### Task prompt
Whenever a line of the material contains the string "csprng", it should be copied.

### Provided records
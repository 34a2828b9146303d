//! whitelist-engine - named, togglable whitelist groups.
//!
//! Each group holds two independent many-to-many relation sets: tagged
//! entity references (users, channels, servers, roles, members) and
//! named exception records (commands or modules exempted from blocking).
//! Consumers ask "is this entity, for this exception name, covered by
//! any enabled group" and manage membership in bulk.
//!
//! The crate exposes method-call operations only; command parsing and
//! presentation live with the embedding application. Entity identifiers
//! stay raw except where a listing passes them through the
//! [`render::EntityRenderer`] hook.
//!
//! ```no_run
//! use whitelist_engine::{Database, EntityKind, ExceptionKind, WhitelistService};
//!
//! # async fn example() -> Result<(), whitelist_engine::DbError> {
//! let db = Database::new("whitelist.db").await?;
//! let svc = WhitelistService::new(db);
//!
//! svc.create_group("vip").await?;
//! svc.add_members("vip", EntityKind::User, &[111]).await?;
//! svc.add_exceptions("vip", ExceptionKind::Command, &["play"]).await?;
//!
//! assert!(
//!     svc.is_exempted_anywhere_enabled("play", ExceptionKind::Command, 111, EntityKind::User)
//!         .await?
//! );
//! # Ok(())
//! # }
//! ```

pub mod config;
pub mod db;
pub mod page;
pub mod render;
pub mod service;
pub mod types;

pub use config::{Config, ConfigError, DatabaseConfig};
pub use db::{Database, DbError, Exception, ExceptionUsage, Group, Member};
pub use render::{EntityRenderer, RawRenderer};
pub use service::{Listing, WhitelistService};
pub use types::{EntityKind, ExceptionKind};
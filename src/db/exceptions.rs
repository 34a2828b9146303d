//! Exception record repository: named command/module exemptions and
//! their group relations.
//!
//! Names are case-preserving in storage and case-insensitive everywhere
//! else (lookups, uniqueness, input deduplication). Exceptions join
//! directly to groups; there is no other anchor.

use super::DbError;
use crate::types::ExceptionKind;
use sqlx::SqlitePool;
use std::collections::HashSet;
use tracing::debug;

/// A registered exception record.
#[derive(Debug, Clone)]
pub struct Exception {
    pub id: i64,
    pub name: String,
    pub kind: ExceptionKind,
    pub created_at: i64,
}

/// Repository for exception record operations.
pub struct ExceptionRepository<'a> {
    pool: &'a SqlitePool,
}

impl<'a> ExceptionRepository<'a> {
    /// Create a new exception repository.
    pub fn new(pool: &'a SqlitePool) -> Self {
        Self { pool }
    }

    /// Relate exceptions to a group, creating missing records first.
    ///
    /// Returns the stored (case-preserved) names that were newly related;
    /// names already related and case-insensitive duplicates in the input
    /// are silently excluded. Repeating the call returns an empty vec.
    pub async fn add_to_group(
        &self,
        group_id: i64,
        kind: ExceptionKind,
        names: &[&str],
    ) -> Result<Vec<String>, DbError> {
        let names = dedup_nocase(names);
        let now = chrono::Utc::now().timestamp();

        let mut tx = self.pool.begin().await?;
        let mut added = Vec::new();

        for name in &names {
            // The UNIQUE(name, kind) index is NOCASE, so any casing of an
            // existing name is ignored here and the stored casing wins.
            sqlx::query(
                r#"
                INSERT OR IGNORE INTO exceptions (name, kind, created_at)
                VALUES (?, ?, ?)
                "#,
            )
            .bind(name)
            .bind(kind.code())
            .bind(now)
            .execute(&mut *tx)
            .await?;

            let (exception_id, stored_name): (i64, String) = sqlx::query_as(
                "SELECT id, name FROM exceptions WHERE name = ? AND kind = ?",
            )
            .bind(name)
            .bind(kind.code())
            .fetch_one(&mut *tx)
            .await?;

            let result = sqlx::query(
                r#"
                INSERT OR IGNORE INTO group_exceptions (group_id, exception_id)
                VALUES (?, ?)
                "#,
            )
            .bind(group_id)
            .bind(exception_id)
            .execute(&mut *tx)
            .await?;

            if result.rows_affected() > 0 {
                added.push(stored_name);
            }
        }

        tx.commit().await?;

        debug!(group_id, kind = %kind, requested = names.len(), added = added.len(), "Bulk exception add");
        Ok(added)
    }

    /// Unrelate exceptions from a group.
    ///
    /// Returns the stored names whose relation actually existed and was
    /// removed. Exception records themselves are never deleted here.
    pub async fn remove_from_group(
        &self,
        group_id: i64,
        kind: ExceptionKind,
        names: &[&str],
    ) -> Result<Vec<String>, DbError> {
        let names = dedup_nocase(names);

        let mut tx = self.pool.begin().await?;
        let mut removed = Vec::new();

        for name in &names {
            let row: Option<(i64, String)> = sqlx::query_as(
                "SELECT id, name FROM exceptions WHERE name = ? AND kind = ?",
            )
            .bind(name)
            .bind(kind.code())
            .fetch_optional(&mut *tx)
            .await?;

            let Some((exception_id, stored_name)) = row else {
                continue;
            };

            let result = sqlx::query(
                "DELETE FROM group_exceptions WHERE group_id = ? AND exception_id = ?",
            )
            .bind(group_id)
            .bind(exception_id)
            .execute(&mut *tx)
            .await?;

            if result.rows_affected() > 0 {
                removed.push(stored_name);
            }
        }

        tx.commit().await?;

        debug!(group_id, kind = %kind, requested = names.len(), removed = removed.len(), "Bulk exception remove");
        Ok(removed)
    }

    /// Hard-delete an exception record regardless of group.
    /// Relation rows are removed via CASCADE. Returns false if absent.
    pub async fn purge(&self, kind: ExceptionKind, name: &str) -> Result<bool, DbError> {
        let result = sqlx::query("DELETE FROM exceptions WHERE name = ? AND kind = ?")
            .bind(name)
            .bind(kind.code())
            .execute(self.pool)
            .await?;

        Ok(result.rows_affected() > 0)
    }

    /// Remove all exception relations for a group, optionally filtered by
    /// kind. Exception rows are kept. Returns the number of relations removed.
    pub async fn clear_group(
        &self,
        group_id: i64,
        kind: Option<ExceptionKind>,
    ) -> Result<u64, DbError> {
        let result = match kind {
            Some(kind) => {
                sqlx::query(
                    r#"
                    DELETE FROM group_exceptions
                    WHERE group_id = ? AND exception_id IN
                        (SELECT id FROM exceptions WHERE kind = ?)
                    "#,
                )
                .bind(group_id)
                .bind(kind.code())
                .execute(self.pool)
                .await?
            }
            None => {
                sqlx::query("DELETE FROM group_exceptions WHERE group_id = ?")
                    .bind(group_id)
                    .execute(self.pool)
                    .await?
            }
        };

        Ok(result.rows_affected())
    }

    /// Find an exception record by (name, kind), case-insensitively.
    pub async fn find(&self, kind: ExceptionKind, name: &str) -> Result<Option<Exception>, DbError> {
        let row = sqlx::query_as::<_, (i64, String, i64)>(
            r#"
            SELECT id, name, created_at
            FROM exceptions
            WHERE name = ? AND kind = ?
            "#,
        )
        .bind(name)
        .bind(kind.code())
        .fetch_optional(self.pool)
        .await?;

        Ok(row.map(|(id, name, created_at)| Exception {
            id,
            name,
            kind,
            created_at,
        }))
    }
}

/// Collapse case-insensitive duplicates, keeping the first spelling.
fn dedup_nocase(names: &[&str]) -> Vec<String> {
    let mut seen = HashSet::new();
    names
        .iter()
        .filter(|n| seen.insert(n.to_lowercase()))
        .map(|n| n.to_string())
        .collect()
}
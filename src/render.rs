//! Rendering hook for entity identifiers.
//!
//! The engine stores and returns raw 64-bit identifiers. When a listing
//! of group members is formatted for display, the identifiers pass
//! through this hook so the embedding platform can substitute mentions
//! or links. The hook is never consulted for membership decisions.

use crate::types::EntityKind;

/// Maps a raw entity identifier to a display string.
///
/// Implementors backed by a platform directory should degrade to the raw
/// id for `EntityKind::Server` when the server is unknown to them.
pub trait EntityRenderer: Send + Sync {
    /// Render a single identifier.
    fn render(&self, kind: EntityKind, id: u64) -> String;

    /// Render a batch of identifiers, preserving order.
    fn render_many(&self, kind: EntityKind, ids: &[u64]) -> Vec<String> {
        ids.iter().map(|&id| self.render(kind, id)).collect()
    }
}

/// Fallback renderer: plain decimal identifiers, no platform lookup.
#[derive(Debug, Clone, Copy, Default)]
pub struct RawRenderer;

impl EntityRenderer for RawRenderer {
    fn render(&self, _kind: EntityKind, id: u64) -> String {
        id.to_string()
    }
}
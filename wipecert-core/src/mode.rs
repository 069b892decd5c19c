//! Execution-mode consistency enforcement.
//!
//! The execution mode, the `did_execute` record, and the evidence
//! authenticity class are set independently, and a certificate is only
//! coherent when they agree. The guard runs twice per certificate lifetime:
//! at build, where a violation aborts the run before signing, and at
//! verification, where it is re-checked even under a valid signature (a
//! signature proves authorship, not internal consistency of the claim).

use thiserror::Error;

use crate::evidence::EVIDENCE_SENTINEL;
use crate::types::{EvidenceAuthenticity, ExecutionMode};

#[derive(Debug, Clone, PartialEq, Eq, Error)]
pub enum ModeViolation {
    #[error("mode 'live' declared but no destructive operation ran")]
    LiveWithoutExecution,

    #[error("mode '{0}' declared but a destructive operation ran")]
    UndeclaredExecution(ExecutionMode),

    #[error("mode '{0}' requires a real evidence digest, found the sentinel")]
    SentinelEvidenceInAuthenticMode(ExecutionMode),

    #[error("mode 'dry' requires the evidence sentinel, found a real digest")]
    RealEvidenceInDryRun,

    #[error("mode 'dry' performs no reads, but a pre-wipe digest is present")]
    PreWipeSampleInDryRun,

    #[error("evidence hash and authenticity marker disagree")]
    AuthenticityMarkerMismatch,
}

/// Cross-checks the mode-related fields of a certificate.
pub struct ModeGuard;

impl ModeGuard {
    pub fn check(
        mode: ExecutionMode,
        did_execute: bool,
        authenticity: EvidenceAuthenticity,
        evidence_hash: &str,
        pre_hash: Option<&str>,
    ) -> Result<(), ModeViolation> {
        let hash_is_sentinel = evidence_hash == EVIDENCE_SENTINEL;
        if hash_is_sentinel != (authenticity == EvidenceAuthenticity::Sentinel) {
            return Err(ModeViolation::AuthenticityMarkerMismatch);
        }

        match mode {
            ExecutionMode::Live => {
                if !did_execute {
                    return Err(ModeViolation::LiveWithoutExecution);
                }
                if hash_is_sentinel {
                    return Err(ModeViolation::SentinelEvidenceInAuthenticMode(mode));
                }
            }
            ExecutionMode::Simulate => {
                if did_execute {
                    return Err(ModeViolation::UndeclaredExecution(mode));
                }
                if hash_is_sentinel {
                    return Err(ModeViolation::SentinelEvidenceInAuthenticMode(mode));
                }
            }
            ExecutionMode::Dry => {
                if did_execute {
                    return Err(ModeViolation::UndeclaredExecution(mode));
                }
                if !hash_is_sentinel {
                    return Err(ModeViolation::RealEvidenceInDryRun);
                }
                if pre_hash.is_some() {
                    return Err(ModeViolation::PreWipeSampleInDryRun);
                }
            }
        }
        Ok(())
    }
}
---
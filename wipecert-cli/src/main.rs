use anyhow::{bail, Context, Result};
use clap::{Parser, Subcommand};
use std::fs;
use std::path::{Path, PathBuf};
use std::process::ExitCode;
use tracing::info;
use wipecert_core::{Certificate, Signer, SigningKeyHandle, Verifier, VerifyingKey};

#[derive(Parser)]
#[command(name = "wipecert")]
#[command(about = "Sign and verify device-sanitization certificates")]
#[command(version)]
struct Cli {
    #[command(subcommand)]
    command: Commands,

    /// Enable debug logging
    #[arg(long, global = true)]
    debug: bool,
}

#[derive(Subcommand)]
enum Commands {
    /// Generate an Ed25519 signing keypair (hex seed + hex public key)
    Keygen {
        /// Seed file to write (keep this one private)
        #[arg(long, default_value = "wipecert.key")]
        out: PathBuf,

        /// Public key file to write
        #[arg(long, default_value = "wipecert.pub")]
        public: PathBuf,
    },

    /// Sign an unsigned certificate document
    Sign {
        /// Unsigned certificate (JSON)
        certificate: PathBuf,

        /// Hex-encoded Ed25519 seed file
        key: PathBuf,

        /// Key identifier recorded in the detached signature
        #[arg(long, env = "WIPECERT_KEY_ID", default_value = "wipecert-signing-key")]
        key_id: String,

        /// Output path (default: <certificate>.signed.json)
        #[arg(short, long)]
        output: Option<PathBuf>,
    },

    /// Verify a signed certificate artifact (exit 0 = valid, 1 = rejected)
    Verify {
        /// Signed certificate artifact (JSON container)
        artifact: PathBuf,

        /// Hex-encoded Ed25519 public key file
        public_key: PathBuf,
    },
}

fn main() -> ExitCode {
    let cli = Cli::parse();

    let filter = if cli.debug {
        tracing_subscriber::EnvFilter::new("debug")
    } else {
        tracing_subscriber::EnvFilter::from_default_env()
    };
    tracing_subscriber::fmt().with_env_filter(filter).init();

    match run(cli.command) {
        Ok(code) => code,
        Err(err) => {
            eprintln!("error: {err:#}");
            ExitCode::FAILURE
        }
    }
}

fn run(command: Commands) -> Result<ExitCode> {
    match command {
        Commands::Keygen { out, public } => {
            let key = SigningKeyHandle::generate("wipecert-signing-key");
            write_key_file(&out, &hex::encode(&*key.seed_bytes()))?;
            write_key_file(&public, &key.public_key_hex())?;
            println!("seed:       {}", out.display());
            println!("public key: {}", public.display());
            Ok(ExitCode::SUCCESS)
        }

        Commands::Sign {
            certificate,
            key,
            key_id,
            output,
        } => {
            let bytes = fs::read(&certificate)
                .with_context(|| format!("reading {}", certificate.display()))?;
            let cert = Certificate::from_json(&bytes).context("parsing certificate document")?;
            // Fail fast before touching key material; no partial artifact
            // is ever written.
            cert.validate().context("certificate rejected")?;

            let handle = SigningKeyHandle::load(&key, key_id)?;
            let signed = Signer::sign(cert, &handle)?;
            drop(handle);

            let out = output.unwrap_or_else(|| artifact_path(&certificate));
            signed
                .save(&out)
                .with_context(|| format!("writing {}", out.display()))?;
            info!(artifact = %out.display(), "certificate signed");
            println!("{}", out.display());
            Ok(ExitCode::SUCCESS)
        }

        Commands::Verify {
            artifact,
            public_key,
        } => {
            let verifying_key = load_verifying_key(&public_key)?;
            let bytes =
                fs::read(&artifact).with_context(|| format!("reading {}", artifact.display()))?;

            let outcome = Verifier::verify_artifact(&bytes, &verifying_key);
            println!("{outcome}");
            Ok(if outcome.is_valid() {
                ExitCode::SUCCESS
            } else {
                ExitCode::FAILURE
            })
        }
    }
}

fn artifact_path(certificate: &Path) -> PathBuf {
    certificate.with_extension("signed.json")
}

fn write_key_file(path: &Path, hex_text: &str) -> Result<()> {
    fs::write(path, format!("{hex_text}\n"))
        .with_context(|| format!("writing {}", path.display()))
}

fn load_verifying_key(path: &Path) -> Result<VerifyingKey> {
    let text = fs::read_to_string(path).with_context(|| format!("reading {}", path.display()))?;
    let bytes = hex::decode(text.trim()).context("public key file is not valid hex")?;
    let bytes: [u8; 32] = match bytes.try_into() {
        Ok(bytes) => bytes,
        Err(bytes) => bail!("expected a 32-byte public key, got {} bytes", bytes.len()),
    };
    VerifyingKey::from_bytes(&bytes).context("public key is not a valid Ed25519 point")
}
* * *
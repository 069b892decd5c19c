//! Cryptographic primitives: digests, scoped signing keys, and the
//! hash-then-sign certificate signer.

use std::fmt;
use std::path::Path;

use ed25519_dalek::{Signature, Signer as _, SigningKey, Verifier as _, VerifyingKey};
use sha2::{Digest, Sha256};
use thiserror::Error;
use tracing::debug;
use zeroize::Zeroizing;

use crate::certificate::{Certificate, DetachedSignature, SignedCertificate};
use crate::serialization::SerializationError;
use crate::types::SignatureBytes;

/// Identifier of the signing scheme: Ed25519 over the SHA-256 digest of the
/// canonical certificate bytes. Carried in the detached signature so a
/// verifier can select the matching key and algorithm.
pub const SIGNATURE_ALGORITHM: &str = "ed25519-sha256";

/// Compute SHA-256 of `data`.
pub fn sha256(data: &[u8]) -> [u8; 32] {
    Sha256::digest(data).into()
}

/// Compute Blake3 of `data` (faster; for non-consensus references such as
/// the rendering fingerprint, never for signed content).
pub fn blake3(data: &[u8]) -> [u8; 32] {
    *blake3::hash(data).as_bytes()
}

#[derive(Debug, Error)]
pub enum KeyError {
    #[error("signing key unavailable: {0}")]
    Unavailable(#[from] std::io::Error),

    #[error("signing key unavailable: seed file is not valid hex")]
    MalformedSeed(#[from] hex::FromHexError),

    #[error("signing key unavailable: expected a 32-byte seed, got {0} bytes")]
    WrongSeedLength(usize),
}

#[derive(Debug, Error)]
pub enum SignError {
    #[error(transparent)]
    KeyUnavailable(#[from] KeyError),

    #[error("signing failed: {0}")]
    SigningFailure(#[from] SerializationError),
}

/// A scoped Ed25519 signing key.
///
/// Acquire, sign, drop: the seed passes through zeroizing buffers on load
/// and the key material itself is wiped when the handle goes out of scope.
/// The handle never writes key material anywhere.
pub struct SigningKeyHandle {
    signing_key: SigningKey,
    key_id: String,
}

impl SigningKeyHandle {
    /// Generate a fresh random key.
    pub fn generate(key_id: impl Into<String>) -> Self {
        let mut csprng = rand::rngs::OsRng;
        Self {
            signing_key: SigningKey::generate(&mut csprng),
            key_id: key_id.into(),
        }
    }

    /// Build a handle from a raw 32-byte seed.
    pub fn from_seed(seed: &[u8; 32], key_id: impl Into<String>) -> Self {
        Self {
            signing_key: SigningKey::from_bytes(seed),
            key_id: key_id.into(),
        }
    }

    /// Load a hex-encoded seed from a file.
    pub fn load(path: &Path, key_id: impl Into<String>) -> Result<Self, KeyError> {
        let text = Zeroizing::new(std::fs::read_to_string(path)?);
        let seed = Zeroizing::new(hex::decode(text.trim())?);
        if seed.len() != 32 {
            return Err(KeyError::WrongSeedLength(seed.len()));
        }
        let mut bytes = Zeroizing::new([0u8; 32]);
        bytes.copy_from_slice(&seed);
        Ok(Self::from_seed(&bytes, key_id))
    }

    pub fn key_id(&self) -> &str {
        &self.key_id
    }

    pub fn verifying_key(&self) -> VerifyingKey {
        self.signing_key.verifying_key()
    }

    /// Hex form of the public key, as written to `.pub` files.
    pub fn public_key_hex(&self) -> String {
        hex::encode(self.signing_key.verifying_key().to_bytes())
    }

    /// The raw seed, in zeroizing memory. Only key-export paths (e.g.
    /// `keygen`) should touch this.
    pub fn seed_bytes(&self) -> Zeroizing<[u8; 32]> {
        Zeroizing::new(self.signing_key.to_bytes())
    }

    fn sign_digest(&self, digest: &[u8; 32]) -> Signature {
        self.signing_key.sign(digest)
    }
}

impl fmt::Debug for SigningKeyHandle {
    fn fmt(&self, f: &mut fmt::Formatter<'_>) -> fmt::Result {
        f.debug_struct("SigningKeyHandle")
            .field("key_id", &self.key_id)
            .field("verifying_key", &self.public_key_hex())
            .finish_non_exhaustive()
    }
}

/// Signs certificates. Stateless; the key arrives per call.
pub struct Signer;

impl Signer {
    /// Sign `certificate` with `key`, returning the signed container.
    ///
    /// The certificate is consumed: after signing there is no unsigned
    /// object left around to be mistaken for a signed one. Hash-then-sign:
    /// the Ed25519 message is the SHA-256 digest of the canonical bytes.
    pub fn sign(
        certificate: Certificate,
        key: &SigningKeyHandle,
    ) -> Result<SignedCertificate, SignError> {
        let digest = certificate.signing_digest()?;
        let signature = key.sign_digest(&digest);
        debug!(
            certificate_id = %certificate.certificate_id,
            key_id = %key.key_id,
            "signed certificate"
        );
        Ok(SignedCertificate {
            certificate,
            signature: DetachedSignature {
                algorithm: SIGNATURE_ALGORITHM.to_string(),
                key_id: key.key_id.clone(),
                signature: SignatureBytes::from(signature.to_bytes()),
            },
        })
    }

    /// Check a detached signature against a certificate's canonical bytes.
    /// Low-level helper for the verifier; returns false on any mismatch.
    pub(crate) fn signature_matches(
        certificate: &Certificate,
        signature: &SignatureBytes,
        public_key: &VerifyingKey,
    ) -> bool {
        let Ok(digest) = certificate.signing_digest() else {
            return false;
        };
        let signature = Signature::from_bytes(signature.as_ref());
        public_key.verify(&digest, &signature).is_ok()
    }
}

### Solved exercise
        let mut csprng = rand::rngs::OsRng;
            signing_key: SigningKey::generate(&mut csprng),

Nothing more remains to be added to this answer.